E’ questo il testo provocatorio che i ragazzi dell’Associazione Socio-Culturale “Nuova Era” hanno scelto per sensibilizzare la pubblica opinione nei confronti del problema sicurezza nella città di Catanzaro e, al contempo, spronare chi ha il dovere di amministrare la cosa pubblica a farsi carico in maniera più responsabile delle problematiche ad esso connesse. Il testo, riportato anche su uno striscione posizionato alle prime luci dell’alba nel piccolo piazzale antistante l’ingresso del Palazzo Comunale, esprime al meglio l’amarezza di una constatazione che purtroppo appare, con il passare del tempo, sempre più veritiera.
Mentre tra le pagine della carta stampata si susseguono a ritmo vertiginoso interventi e disquisizioni riguardo l’immagine della città (che da “isola felice” si è riscoperta attanagliata dalla morsa della criminalità organizzata), appare, a nostro parere, di fondamentale importanza concentrarsi sulle misure da adottare per arginare gli episodi di cronaca nera che, da ormai due anni, hanno oggettivamente registrato un incremento negativo sul territorio comunale. Partendo da alcune fondamentali convinzioni, “Nuova Era” intende, dunque, offrire il proprio contributo alla discussione, un contributo consapevole e scevro da possibili strumentalizzazioni.
Per rispondere all’offensiva della criminalità, intesa nelle sue più differenti manifestazioni, il problema sicurezza deve essere oggetto di una concertazione seria e programmata da parte di tutte le componenti preposte alla sua risoluzione. Crediamo, dunque, che forze dell’ordine e Amministrazioni locali, senza dimenticare i nostri Deputati in seno al Parlamento Nazionale, abbiano l’obbligo di collaborare superando steccati ideologici e divisioni politiche: la lotta alla criminalità deve rappresentare una priorità nell’azione quotidiana di chi, su mandato popolare o meno, ha l’onere e l’onore di amministrare e/o controllare il territorio, perché la stessa rappresenta un passaggio imprescindibile per la crescita socio-culturale di una terra posta, ormai per convenzione, ai margini della nostra comunità nazionale.

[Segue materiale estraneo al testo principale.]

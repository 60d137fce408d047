use super::config::{ScoringConfig, ScoringMetricConfig};
use super::normalize::{normalized_score, Assessment};
use super::recommendation::{not_comparable, recommend};
use super::{MetricBreakdown, MetricScore, ScoringResult};
use crate::comparison::{finite_values, mean};
use crate::evaluations::EnrichedEvaluation;

pub(crate) fn score_subject(
    subject: &EnrichedEvaluation<'_>,
    cohort: &[EnrichedEvaluation<'_>],
    config: &ScoringConfig,
) -> ScoringResult {
    let total_weight = config.total_weight();

    if cohort.is_empty() {
        let breakdown = config
            .metrics
            .iter()
            .map(|metric| {
                breakdown_entry(
                    metric,
                    subject.metric(metric.key),
                    None,
                    MetricScore::NoComparisonData,
                )
            })
            .collect();

        return ScoringResult {
            total_score: None,
            recommendation: not_comparable(&config.recommendation),
            breakdown,
            comparison_count: 0,
            valid_metric_count: 0,
            total_weight,
            applied_weight: 0.0,
        };
    }

    let mut breakdown = Vec::with_capacity(config.metrics.len());
    let mut weighted_score = 0.0;
    let mut applied_weight = 0.0;
    let mut valid_metric_count = 0;

    for metric in &config.metrics {
        let subject_value = subject.metric(metric.key);
        let cohort_values =
            finite_values(cohort.iter().filter_map(|member| member.metric(metric.key)));

        let Some(cohort_average) = mean(&cohort_values) else {
            breakdown.push(breakdown_entry(
                metric,
                subject_value,
                None,
                MetricScore::NoComparisonData,
            ));
            continue;
        };

        let Some(value) = subject_value.filter(|value| value.is_finite()) else {
            breakdown.push(breakdown_entry(
                metric,
                None,
                Some(cohort_average),
                MetricScore::DataMissing,
            ));
            continue;
        };

        let score = normalized_score(value, cohort_average, metric.lower_is_better);
        weighted_score += score * metric.weight;
        applied_weight += metric.weight;
        valid_metric_count += 1;

        breakdown.push(breakdown_entry(
            metric,
            Some(value),
            Some(cohort_average),
            MetricScore::Scored {
                score,
                assessment: Assessment::from_score(score),
            },
        ));
    }

    let total_score = if applied_weight > 0.0 {
        Some((weighted_score / applied_weight).round().clamp(0.0, 100.0) as u8)
    } else {
        None
    };

    ScoringResult {
        total_score,
        recommendation: recommend(&config.recommendation, total_score),
        breakdown,
        comparison_count: cohort.len(),
        valid_metric_count,
        total_weight,
        applied_weight,
    }
}

fn breakdown_entry(
    metric: &ScoringMetricConfig,
    subject_value: Option<f64>,
    cohort_average: Option<f64>,
    outcome: MetricScore,
) -> MetricBreakdown {
    MetricBreakdown {
        key: metric.key,
        name: metric.name.clone(),
        category: metric.category,
        weight: metric.weight,
        lower_is_better: metric.lower_is_better,
        subject_value,
        cohort_average,
        outcome,
    }
}
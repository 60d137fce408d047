use std::sync::Arc;

use axum::{
    extract::{Path, Query, State},
    http::StatusCode,
    response::{IntoResponse, Response},
    routing::{get, post},
    Router,
};
use chrono::Utc;
use serde::Deserialize;
use serde_json::json;

use super::domain::{EvaluationDraft, EvaluationId, OwnerId};
use super::repository::{EvaluationRepository, RepositoryError};
use super::service::{EvaluationService, EvaluationServiceError};
use crate::comparison::{ComparisonBase, UnknownComparisonBase};

/// Router builder exposing evaluation storage, comparison and scoring.
pub fn evaluation_router<R>(service: Arc<EvaluationService<R>>) -> Router
where
    R: EvaluationRepository + 'static,
{
    Router::new()
        .route(
            "/api/v1/owners/:owner/evaluations",
            post(create_handler::<R>).get(list_handler::<R>),
        )
        .route("/api/v1/evaluations/:evaluation_id", get(fetch_handler::<R>))
        .route(
            "/api/v1/evaluations/:evaluation_id/finalize",
            post(finalize_handler::<R>),
        )
        .route(
            "/api/v1/evaluations/:evaluation_id/comparison",
            get(comparison_handler::<R>),
        )
        .route(
            "/api/v1/evaluations/:evaluation_id/score",
            get(score_handler::<R>),
        )
        .with_state(service)
}

/// Query string selecting the comparison base.
#[derive(Debug, Default, Deserialize)]
pub struct ComparisonQuery {
    #[serde(default)]
    pub base: Option<String>,
    #[serde(default)]
    pub days: Option<u32>,
    #[serde(default)]
    pub tolerance: Option<f64>,
}

impl ComparisonQuery {
    fn resolve<R>(
        &self,
        service: &EvaluationService<R>,
    ) -> Result<ComparisonBase, UnknownComparisonBase>
    where
        R: EvaluationRepository + 'static,
    {
        let defaults = service.cohort_defaults();
        ComparisonBase::from_query(
            self.base.as_deref().unwrap_or_default(),
            self.days.unwrap_or(defaults.recent_days),
            self.tolerance.unwrap_or(defaults.similar_tolerance_pct),
        )
    }
}

pub(crate) async fn create_handler<R>(
    State(service): State<Arc<EvaluationService<R>>>,
    Path(owner): Path<String>,
    axum::Json(draft): axum::Json<EvaluationDraft>,
) -> Response
where
    R: EvaluationRepository + 'static,
{
    match service.create(OwnerId(owner), draft) {
        Ok(record) => (StatusCode::CREATED, axum::Json(record)).into_response(),
        Err(err) => error_response(err),
    }
}

pub(crate) async fn list_handler<R>(
    State(service): State<Arc<EvaluationService<R>>>,
    Path(owner): Path<String>,
) -> Response
where
    R: EvaluationRepository + 'static,
{
    match service.list(&OwnerId(owner)) {
        Ok(records) => (StatusCode::OK, axum::Json(records)).into_response(),
        Err(err) => error_response(err),
    }
}

pub(crate) async fn fetch_handler<R>(
    State(service): State<Arc<EvaluationService<R>>>,
    Path(evaluation_id): Path<String>,
) -> Response
where
    R: EvaluationRepository + 'static,
{
    match service.get(&EvaluationId(evaluation_id)) {
        Ok(record) => (StatusCode::OK, axum::Json(record)).into_response(),
        Err(err) => error_response(err),
    }
}

pub(crate) async fn finalize_handler<R>(
    State(service): State<Arc<EvaluationService<R>>>,
    Path(evaluation_id): Path<String>,
) -> Response
where
    R: EvaluationRepository + 'static,
{
    match service.finalize(&EvaluationId(evaluation_id)) {
        Ok(record) => (StatusCode::OK, axum::Json(record)).into_response(),
        Err(err) => error_response(err),
    }
}

pub(crate) async fn comparison_handler<R>(
    State(service): State<Arc<EvaluationService<R>>>,
    Path(evaluation_id): Path<String>,
    Query(query): Query<ComparisonQuery>,
) -> Response
where
    R: EvaluationRepository + 'static,
{
    let base = match query.resolve(&service) {
        Ok(base) => base,
        Err(err) => return bad_request(err),
    };

    match service.compare(&EvaluationId(evaluation_id), base, Utc::now()) {
        Ok(report) => (StatusCode::OK, axum::Json(report)).into_response(),
        Err(err) => error_response(err),
    }
}

pub(crate) async fn score_handler<R>(
    State(service): State<Arc<EvaluationService<R>>>,
    Path(evaluation_id): Path<String>,
    Query(query): Query<ComparisonQuery>,
) -> Response
where
    R: EvaluationRepository + 'static,
{
    let base = match query.resolve(&service) {
        Ok(base) => base,
        Err(err) => return bad_request(err),
    };

    match service.score(&EvaluationId(evaluation_id), base, Utc::now()) {
        Ok(result) => (StatusCode::OK, axum::Json(result)).into_response(),
        Err(err) => error_response(err),
    }
}

fn bad_request(err: UnknownComparisonBase) -> Response {
    let payload = json!({ "error": err.to_string() });
    (StatusCode::BAD_REQUEST, axum::Json(payload)).into_response()
}

fn error_response(err: EvaluationServiceError) -> Response {
    let status = match &err {
        EvaluationServiceError::Validation(_) => StatusCode::UNPROCESSABLE_ENTITY,
        EvaluationServiceError::Repository(RepositoryError::NotFound) => StatusCode::NOT_FOUND,
        EvaluationServiceError::Repository(RepositoryError::Conflict) => StatusCode::CONFLICT,
        EvaluationServiceError::Repository(RepositoryError::Unavailable(_)) => {
            StatusCode::INTERNAL_SERVER_ERROR
        }
    };

    let payload = json!({ "error": err.to_string() });
    (status, axum::Json(payload)).into_response()
}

Purtroppo rimane nella memoria quanto accaduto nei giorni scorsi in località Giovino. L’ episodio che ha visto involontaria protagonista la giovane ragazza rimasta vittima di uno dei crimini più vergognosi che la mente umana può concepire è assolutamente intollerabile per una comunità come la nostra, fortemente ancorata a determinati Valori e Principi. Intendiamo esprimere, con questo comunicato, nonostante sia trascorso qualche giorno, tutta la nostra vicinanza e la nostra più sincera solidarietà alla giovane che speriamo non sia stata abbandonata alla propria solitudine. Crediamo non si possa far finta di nulla: registrare anche quest’ultimo episodio come “criminalità fisiologica all’interno di una città capoluogo di regione” ci pare fin troppo semplicistico. E allora le domande, spronate da una costruttiva rabbia e da un senso di impotenza frustrante, ci sembrano, ancora oggi, d’obbligo, ma con una premessa che speriamo essere chiara e ben intesa dai lettori: “Nuova Era” non intende puntare il dito contro l’aggressore in quanto “straniero”, sarebbe un gesto stupido ed ignorante, ma intende condannare fermamente il gesto e in quanto criminale, disumano e fuori da ogni logica del vivere civile. Come è possibile che l’immigrato clandestino lavorasse per una attività commerciale? Come lui quante persone senza regolare permesso di soggiorno (o con “permesso turistico”) vivono nella nostra città? Quali possibilità di integrazione vengono offerte agli stranieri? e, soprattutto, qual è la reale volontà di integrazione da parte loro? Perché esistono “zone franche” in cui tutto e concesso? E’ a queste domande che occorre dare, con urgenza, una risposta concreta, avviando una riflessione approfondita anche sul tema della “vera integrazione” che non può essere archiviato come secondario.
Solo adeguate risposte a queste domande, oltre che una attenta programmazione di interventi mirati a sradicare l’illegalità, trasformeranno in realtà le utopie che oggi ci troviamo tristemente a denunciare.